With March Madness in full swing, fans are seeing the differences in the officiating of the high school and college men’s basketball games.
The first reasons for this deal with major rule differences:
— On college foul shots, the players on the free-throw lane lines may enter the lane as soon as the ball is released from the foul shooter’s hand. In high school, it is when the ball hits the rim.
— When the ball leaves a college shooter’s hands on a made field goal attempt and then the player charges into the defensive player, the basket counts and a player control foul is charged to the offensive player. In high school, the basket does not count.
— There are media timeouts in college, but not in high school..
— A college player in the air going out-of-bounds with the ball cannot call a timeout, but a high school player can do so..
— A coaching box in college runs 28 feet from end line to the hash mark., In high school, it is 14 feet.
— The clock stops on any made field goal in the last minute of college games, but not in high school games.
— Colleges have flagrant one and two fouls, but it is just a flagrant foul in high school. A flagrant one is when it is excessive contact and especially contact above the shoulders and it is like a technical foul. A flagrant two is unsportsmanlike contact and the player is ejected and the team is awarded two shots.
— College technical fouls shots are shot first if there were foul shots before the technical foul and the ball is put in play at the point of interruption of the game. In high school the team shooting the technical is awarded the ball at the division line opposite the scoring table.
— Colleges can use video replays in certain situations to assist with calls, but high schools do not.
— College has a painted two-inch restricted area, a half six-foot circle in front and under the basket. Any secondary or help defender who has a foot in the circle, or touching, or above it, is called for an automatic block if an offensive player with the ball charges into him even though the secondary defender is in a legal guarding position.
Beyond these rule differences, there are several other aspects of the college game that will affect how it is officiated.
The college game is more physical because the players are stronger and more mature physically while advantage and disadvantage is also used by officials more in college in calling fouls.
The college game has been tightened up more this year on hand checking, freedom of movement and block/charge plays.
Another difference is that players are allowed to grasp the rim while dunking in college without a technical being called.
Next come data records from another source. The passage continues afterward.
use chrono::{DateTime, Utc};
use serde::{Deserialize, Serialize};

// ============================================================================
// Feeds
// ============================================================================

/// A subscribed feed as returned by `GET /v1/feeds`.
///
/// Only the fields the commands read are modelled; the rest of the payload is
/// ignored.
#[derive(Debug, Clone, PartialEq, Eq, Deserialize)]
pub struct Feed {
    pub id: i64,
    #[serde(default)]
    pub title: String,
    #[serde(default)]
    pub feed_url: String,
    /// Consecutive fetch/parse failures recorded by the server.
    #[serde(default)]
    pub parsing_error_count: i64,
    #[serde(default)]
    pub parsing_error_message: String,
    /// Regex; matching entries are dropped on fetch.
    #[serde(default)]
    pub blocklist_rules: String,
    /// Regex; only matching entries are kept on fetch.
    #[serde(default)]
    pub keeplist_rules: String,
}

impl Feed {
    /// True when the server reports the last fetch(es) as failing.
    pub fn is_failing(&self) -> bool {
        self.parsing_error_count > 0 || !self.parsing_error_message.trim().is_empty()
    }
}

/// Body of `POST /v1/feeds`.
#[derive(Debug, Clone, Serialize)]
pub struct CreateFeedRequest<'a> {
    pub feed_url: &'a str,
    #[serde(skip_serializing_if = "Option::is_none")]
    pub category_id: Option<i64>,
}

#[derive(Debug, Clone, Deserialize)]
pub(crate) struct CreatedFeed {
    pub feed_id: i64,
}

/// Body of `PUT /v1/feeds/{id}`; unset fields are left untouched by the server.
#[derive(Debug, Clone, Default, PartialEq, Eq, Serialize)]
pub struct FeedModification {
    #[serde(skip_serializing_if = "Option::is_none")]
    pub blocklist_rules: Option<String>,
    #[serde(skip_serializing_if = "Option::is_none")]
    pub keeplist_rules: Option<String>,
}

impl FeedModification {
    pub fn is_empty(&self) -> bool {
        self.blocklist_rules.is_none() && self.keeplist_rules.is_none()
    }
}

// ============================================================================
// Entries
// ============================================================================

#[derive(Debug, Clone, Copy, PartialEq, Eq, Hash, Serialize, Deserialize)]
#[serde(rename_all = "lowercase")]
pub enum EntryStatus {
    Unread,
    Read,
    Removed,
}

impl EntryStatus {
    pub fn as_str(self) -> &'static str {
        match self {
            EntryStatus::Unread => "unread",
            EntryStatus::Read => "read",
            EntryStatus::Removed => "removed",
        }
    }
}

impl std::fmt::Display for EntryStatus {
    fn fmt(&self, f: &mut std::fmt::Formatter<'_>) -> std::fmt::Result {
        f.write_str(self.as_str())
    }
}

#[derive(Debug, Clone, PartialEq, Eq, Deserialize)]
pub struct Entry {
    pub id: i64,
    pub feed_id: i64,
    #[serde(default)]
    pub title: String,
    #[serde(default)]
    pub url: String,
    pub status: EntryStatus,
    pub published_at: DateTime<Utc>,
}

/// Response of the entry listing endpoints.
#[derive(Debug, Clone, Default, Deserialize)]
pub struct EntryPage {
    #[serde(default)]
    pub total: i64,
    #[serde(default)]
    pub entries: Vec<Entry>,
}

#[derive(Debug, Clone, Copy, PartialEq, Eq)]
pub enum EntryOrder {
    Id,
    PublishedAt,
}

#[derive(Debug, Clone, Copy, PartialEq, Eq)]
pub enum Direction {
    Asc,
    Desc,
}

/// Filters for `GET /v1/feeds/{id}/entries`.
#[derive(Debug, Clone, Copy, PartialEq, Eq)]
pub struct EntryQuery {
    pub status: EntryStatus,
    pub order: EntryOrder,
    pub direction: Direction,
    pub limit: Option<u32>,
    pub offset: Option<u32>,
}

impl EntryQuery {
    pub fn new(status: EntryStatus, order: EntryOrder, direction: Direction) -> Self {
        Self {
            status,
            order,
            direction,
            limit: None,
            offset: None,
        }
    }

    pub(crate) fn pairs(&self) -> Vec<(&'static str, String)> {
        let mut pairs = vec![
            ("status", self.status.as_str().to_string()),
            (
                "order",
                match self.order {
                    EntryOrder::Id => "id",
                    EntryOrder::PublishedAt => "published_at",
                }
                .to_string(),
            ),
            (
                "direction",
                match self.direction {
                    Direction::Asc => "asc",
                    Direction::Desc => "desc",
                }
                .to_string(),
            ),
        ];
        if let Some(limit) = self.limit {
            pairs.push(("limit", limit.to_string()));
        }
        if let Some(offset) = self.offset {
            pairs.push(("offset", offset.to_string()));
        }
        pairs
    }
}

/// Body of `PUT /v1/entries`.
#[derive(Debug, Clone, Serialize)]
pub(crate) struct UpdateEntriesRequest<'a> {
    pub entry_ids: &'a [i64],
    pub status: EntryStatus,
}

/// `GET /v1/me`, used as the connection check.
#[derive(Debug, Clone, Deserialize)]
pub struct User {
    pub id: i64,
    pub username: String,
}

#[cfg(test)]
mod tests {
    use super::*;
    use pretty_assertions::assert_eq;

    #[test]
    fn test_feed_defaults_for_missing_fields() {
        let feed: Feed = serde_json::from_str(r#"{"id": 9, "title": "BBC Sport"}"#).unwrap();
        assert_eq!(feed.parsing_error_count, 0);
        assert_eq!(feed.parsing_error_message, "");
        assert!(!feed.is_failing());
    }

    #[test]
    fn test_feed_failing_by_count_or_message() {
        let by_count: Feed =
            serde_json::from_str(r#"{"id": 1, "parsing_error_count": 3}"#).unwrap();
        let by_message: Feed =
            serde_json::from_str(r#"{"id": 2, "parsing_error_message": "timeout"}"#).unwrap();
        let blank_message: Feed =
            serde_json::from_str(r#"{"id": 3, "parsing_error_message": "  "}"#).unwrap();
        assert!(by_count.is_failing());
        assert!(by_message.is_failing());
        assert!(!blank_message.is_failing());
    }

    #[test]
    fn test_entry_parses_offset_timestamp() {
        let entry: Entry = serde_json::from_str(
            r#"{"id": 5, "feed_id": 621, "title": "Goal!", "url": "https://bbc.co.uk/1",
                "status": "unread", "published_at": "2024-03-01T18:45:00+01:00"}"#,
        )
        .unwrap();
        assert_eq!(entry.published_at.to_rfc3339(), "2024-03-01T17:45:00+00:00");
        assert_eq!(entry.status, EntryStatus::Unread);
    }

    #[test]
    fn test_query_pairs() {
        let mut q = EntryQuery::new(EntryStatus::Unread, EntryOrder::PublishedAt, Direction::Asc);
        q.limit = Some(50);
        q.offset = Some(100);
        assert_eq!(
            q.pairs(),
            vec![
                ("status", "unread".to_string()),
                ("order", "published_at".to_string()),
                ("direction", "asc".to_string()),
                ("limit", "50".to_string()),
                ("offset", "100".to_string()),
            ]
        );
    }

    #[test]
    fn test_modification_skips_unset_fields() {
        let m = FeedModification {
            blocklist_rules: Some("(?i)podcast".into()),
            keeplist_rules: None,
        };
        assert_eq!(
            serde_json::to_value(&m).unwrap(),
            serde_json::json!({"blocklist_rules": "(?i)podcast"})
        );
    }
}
In high school it is called unless the player is in danger to injure himself or players underneath him.
There are also differences between college and high school officials.
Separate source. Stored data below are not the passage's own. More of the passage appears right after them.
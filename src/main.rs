use anyhow::{Context, Result};
use chrono::Utc;
use clap::{Parser, Subcommand, ValueEnum};
use std::path::PathBuf;
use std::time::Duration;
use tracing_subscriber::EnvFilter;

use miniflux_janitor::client::{EntryStatus, MinifluxClient};
use miniflux_janitor::config::Config;
use miniflux_janitor::secrets::Credentials;
use miniflux_janitor::tasks::{
    self, fuzzy::DEFAULT_SENSITIVITY, recent::DEFAULT_WINDOW_HOURS, DedupeReport,
    SubscribeOutcome,
};

#[derive(Parser, Debug)]
#[command(
    name = "miniflux-janitor",
    version,
    about = "Housekeeping for a Miniflux feed reader"
)]
struct Args {
    /// Debug-level logging (RUST_LOG overrides)
    #[arg(short, long, global = true)]
    verbose: bool,

    /// Config file (default: ~/.config/miniflux-janitor/config.toml)
    #[arg(long, value_name = "FILE", global = true)]
    config: Option<PathBuf>,

    /// Log what would change without writing anything
    #[arg(long, global = true)]
    dry_run: bool,

    #[command(subcommand)]
    command: Command,
}

#[derive(Subcommand, Debug)]
enum Command {
    /// Refresh every feed the server reports as failing
    RefreshFailing,

    /// Mark newer copies of the same title within one feed
    Dedupe {
        #[arg(long = "feed", value_name = "ID")]
        feed_id: i64,

        #[arg(long, value_enum, default_value_t = Action::Read)]
        action: Action,
    },

    /// Mark copies of a story that also appear in the preferred feed
    CrossFeed {
        #[arg(long = "feed", value_name = "ID", required = true, value_delimiter = ',')]
        feeds: Vec<i64>,

        /// Feed whose copy is kept
        #[arg(long, value_name = "ID")]
        keep: i64,
    },

    /// Mark unread entries whose title was read recently
    RecentSeen {
        #[arg(long = "feed", value_name = "ID", required = true, value_delimiter = ',')]
        feeds: Vec<i64>,

        #[arg(long, default_value_t = DEFAULT_WINDOW_HOURS, value_parser = clap::value_parser!(u32).range(1..=8760))]
        window_hours: u32,
    },

    /// Mark near-duplicate titles across feeds
    Fuzzy {
        #[arg(long = "feed", value_name = "ID", required = true, value_delimiter = ',')]
        feeds: Vec<i64>,

        /// Similarity threshold, 0-100
        #[arg(long, default_value_t = DEFAULT_SENSITIVITY as u8, value_parser = clap::value_parser!(u8).range(0..=100))]
        sensitivity: u8,

        #[arg(long, value_enum, default_value_t = Action::Read)]
        action: Action,
    },

    /// Subscribe to a feed
    AddFeed {
        url: String,

        #[arg(long = "category", value_name = "ID")]
        category_id: Option<i64>,
    },

    /// Apply [[filters]] block/keep rules from the config
    SyncFilters,
}

#[derive(ValueEnum, Clone, Copy, Debug)]
enum Action {
    Read,
    Removed,
}

impl From<Action> for EntryStatus {
    fn from(action: Action) -> Self {
        match action {
            Action::Read => EntryStatus::Read,
            Action::Removed => EntryStatus::Removed,
        }
    }
}

fn init_tracing(verbose: bool) {
    let default_level = if verbose { "debug" } else { "info" };
    let filter =
        EnvFilter::try_from_default_env().unwrap_or_else(|_| EnvFilter::new(default_level));
    tracing_subscriber::fmt()
        .with_env_filter(filter)
        .with_writer(std::io::stderr)
        .init();
}

#[tokio::main]
async fn main() -> Result<()> {
    let args = Args::parse();
    init_tracing(args.verbose);

    let config = Config::resolve(args.config.as_deref()).context("Failed to load configuration")?;
    let dry_run = args.dry_run || config.dry_run;
    if dry_run {
        tracing::warn!("Dry run enabled, no changes will be made");
    }

    let credentials = Credentials::resolve(&config)
        .await
        .context("Failed to load Miniflux credentials")?;
    let client = MinifluxClient::new(credentials).context("Failed to create HTTP client")?;

    let user = client
        .me()
        .await
        .with_context(|| format!("Miniflux connection failed ({})", client.base_url()))?;
    tracing::info!(user = %user.username, "Connected to Miniflux");

    match args.command {
        Command::RefreshFailing => {
            let delay = Duration::from_secs(config.retry_delay_secs);
            let summary = tasks::refresh_failing(&client, delay, dry_run)
                .await
                .context("Failed to list feeds")?;

            if dry_run {
                println!(
                    "Dry run: would refresh {} failing feeds",
                    summary.would_refresh.len()
                );
                for (feed_id, title) in &summary.would_refresh {
                    println!("  feed {feed_id} ({title})");
                }
                return Ok(());
            }

            println!(
                "Refreshed {} of {} failing feeds ({} failed)",
                summary.succeeded(),
                summary.outcomes.len(),
                summary.failed()
            );
            for outcome in summary.failures() {
                let code = outcome
                    .http_code
                    .map_or_else(|| "no response".to_string(), |c| c.to_string());
                println!(
                    "  feed {} ({}): {} [{}]",
                    outcome.feed_id, outcome.title, outcome.status, code
                );
            }
        }
        Command::Dedupe { feed_id, action } => {
            let report = tasks::dedupe_feed(&client, feed_id, action.into(), dry_run)
                .await
                .context("Deduplication failed")?;
            print_dedupe("duplicate", &report);
        }
        Command::CrossFeed { feeds, keep } => {
            let report = tasks::dedupe_cross_feed(&client, &feeds, keep, dry_run)
                .await
                .context("Cross-feed deduplication failed")?;
            print_dedupe("cross-feed duplicate", &report);
        }
        Command::RecentSeen {
            feeds,
            window_hours,
        } => {
            let report =
                tasks::mark_recently_seen(&client, &feeds, window_hours, Utc::now(), dry_run)
                    .await
                    .context("Recently-seen cleanup failed")?;
            print_dedupe("already-seen", &report);
        }
        Command::Fuzzy {
            feeds,
            sensitivity,
            action,
        } => {
            let report = tasks::dedupe_fuzzy(
                &client,
                &feeds,
                f64::from(sensitivity),
                action.into(),
                dry_run,
            )
            .await
            .context("Fuzzy deduplication failed")?;
            print_dedupe("near-duplicate", &report);
        }
        Command::AddFeed { url, category_id } => {
            match tasks::add_feed(&client, &url, category_id, dry_run)
                .await
                .with_context(|| format!("Failed to subscribe to {url}"))?
            {
                SubscribeOutcome::Created(id) => println!("Subscribed: feed {id}"),
                SubscribeOutcome::AlreadySubscribed(id) => {
                    println!("Already subscribed: feed {id}")
                }
                SubscribeOutcome::DryRun => println!("Dry run: would subscribe to {url}"),
            }
        }
        Command::SyncFilters => {
            let report = tasks::sync_filters(&client, &config.filters, dry_run)
                .await
                .context("Filter sync failed")?;
            let changed = if dry_run {
                format!("{} would be updated", report.would_update.len())
            } else {
                format!("{} updated", report.updated.len())
            };
            println!(
                "Filter rules: {}, {} unchanged, {} missing, {} failed",
                changed,
                report.unchanged.len(),
                report.missing.len(),
                report.failed.len()
            );
            for (feed_id, error) in &report.failed {
                println!("  feed {feed_id}: {error}");
            }
        }
    }

    Ok(())
}

fn print_dedupe(kind: &str, report: &DedupeReport) {
    if report.marked.is_empty() {
        println!("No {} entries found ({} scanned)", kind, report.scanned);
        return;
    }
    let verb = if report.applied { "Marked" } else { "Would mark" };
    println!(
        "{} {} {} entries as {} ({} scanned)",
        verb,
        report.marked.len(),
        kind,
        report.action,
        report.scanned
    );
}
College officials are more concerned about getting the call correct than they are about their mechanics when calling a foul.
College officials let coaches out of the coaching box without penalty of a technical more than is allowed in high school.
College officials meet more often, especially on out-of bound calls, and they seem to call more blocks than player control or charges.
College refs also seem to start the closely guarded five-second count more slowly when a defender is six feet or closer and guarding a player with the ball in front court.
After officiating many high school and college games over the years, it has been easier for me to do a college game than a high school one because the skill level is better.